◆ **Action item**
What lines of the data hold the string "joined"? Pull each one out.
────────────────
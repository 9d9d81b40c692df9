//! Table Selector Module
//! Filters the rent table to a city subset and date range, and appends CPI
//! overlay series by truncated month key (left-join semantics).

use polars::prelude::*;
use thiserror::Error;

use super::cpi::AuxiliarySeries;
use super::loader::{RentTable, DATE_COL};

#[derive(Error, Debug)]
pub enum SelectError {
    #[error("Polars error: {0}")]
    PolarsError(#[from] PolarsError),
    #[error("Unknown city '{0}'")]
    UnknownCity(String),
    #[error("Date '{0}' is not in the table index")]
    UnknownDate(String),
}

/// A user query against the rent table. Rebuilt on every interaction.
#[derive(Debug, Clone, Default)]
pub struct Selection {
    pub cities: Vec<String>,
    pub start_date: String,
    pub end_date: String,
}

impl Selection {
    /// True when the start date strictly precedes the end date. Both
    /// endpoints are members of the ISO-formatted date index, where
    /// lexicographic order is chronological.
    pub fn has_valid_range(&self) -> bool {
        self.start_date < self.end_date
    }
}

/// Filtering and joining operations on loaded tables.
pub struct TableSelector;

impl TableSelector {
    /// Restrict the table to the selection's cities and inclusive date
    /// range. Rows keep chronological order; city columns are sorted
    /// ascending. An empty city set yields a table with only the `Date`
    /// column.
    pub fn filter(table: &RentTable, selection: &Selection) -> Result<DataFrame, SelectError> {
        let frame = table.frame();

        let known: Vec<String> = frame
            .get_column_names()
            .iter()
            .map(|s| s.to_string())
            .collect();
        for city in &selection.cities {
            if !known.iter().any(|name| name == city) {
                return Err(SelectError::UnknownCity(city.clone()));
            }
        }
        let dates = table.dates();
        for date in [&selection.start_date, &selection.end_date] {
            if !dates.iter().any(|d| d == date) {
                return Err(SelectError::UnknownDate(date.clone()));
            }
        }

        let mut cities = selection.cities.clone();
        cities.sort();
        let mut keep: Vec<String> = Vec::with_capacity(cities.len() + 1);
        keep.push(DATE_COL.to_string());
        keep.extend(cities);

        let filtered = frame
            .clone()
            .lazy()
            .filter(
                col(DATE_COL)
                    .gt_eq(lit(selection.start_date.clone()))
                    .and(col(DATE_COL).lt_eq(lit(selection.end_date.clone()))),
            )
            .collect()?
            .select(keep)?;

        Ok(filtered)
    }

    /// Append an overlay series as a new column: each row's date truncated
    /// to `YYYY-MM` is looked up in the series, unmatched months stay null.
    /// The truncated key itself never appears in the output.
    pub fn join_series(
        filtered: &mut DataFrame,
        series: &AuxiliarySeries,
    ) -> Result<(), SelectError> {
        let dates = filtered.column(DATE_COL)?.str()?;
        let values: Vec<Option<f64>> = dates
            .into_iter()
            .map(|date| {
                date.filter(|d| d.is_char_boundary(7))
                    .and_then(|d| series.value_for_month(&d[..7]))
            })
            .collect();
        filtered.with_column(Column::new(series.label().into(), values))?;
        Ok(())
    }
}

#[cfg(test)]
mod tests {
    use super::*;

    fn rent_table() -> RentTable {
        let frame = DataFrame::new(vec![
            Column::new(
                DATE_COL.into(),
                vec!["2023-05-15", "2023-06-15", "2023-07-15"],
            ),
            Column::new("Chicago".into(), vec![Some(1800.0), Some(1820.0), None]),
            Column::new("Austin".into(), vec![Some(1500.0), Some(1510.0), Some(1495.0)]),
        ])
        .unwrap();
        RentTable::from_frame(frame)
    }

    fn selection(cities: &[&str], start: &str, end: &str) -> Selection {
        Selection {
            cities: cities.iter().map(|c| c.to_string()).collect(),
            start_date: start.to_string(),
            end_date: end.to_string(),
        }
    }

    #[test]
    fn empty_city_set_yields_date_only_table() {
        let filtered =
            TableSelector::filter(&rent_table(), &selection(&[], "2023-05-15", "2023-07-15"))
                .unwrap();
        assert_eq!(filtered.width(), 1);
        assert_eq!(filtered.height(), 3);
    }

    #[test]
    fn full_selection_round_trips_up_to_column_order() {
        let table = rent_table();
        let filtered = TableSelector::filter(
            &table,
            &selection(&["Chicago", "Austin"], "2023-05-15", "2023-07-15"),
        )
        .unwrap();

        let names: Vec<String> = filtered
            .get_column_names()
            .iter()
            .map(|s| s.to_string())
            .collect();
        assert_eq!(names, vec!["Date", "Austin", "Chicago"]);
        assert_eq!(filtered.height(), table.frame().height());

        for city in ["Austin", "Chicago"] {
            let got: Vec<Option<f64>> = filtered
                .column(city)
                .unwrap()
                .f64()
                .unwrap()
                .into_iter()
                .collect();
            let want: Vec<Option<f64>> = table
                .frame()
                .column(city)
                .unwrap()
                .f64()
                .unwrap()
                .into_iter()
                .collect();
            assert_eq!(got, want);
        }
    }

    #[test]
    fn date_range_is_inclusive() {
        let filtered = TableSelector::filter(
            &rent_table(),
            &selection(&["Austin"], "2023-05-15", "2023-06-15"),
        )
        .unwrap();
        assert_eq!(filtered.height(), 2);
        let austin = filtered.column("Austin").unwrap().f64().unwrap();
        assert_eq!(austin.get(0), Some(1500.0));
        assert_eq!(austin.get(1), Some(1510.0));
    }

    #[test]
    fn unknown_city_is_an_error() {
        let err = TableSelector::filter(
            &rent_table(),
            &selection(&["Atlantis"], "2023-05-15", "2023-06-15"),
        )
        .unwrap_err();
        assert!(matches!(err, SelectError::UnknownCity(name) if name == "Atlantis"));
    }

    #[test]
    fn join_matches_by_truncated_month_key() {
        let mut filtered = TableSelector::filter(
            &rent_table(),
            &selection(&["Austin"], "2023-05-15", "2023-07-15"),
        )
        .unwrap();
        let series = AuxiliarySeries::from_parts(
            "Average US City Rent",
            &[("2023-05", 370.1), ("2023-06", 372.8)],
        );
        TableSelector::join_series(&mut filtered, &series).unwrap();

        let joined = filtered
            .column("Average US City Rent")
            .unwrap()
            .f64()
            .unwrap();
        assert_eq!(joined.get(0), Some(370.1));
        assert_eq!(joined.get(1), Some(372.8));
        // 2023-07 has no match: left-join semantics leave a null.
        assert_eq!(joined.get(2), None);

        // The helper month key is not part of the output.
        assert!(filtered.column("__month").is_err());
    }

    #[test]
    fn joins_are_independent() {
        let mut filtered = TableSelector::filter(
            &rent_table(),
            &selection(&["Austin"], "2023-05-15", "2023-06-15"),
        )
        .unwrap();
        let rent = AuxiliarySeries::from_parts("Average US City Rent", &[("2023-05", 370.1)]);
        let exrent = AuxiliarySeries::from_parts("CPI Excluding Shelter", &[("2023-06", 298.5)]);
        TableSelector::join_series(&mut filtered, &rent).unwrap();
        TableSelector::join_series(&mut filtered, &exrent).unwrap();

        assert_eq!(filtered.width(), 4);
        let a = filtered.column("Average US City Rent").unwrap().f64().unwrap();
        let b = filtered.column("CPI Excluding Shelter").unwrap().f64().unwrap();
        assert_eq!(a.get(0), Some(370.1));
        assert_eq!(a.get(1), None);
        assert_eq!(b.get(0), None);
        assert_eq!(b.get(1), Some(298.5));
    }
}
────────────────
◆ **Your solution**
        let joined = filtered
        assert_eq!(joined.get(0), Some(370.1));
        assert_eq!(joined.get(1), Some(372.8));
        assert_eq!(joined.get(2), None);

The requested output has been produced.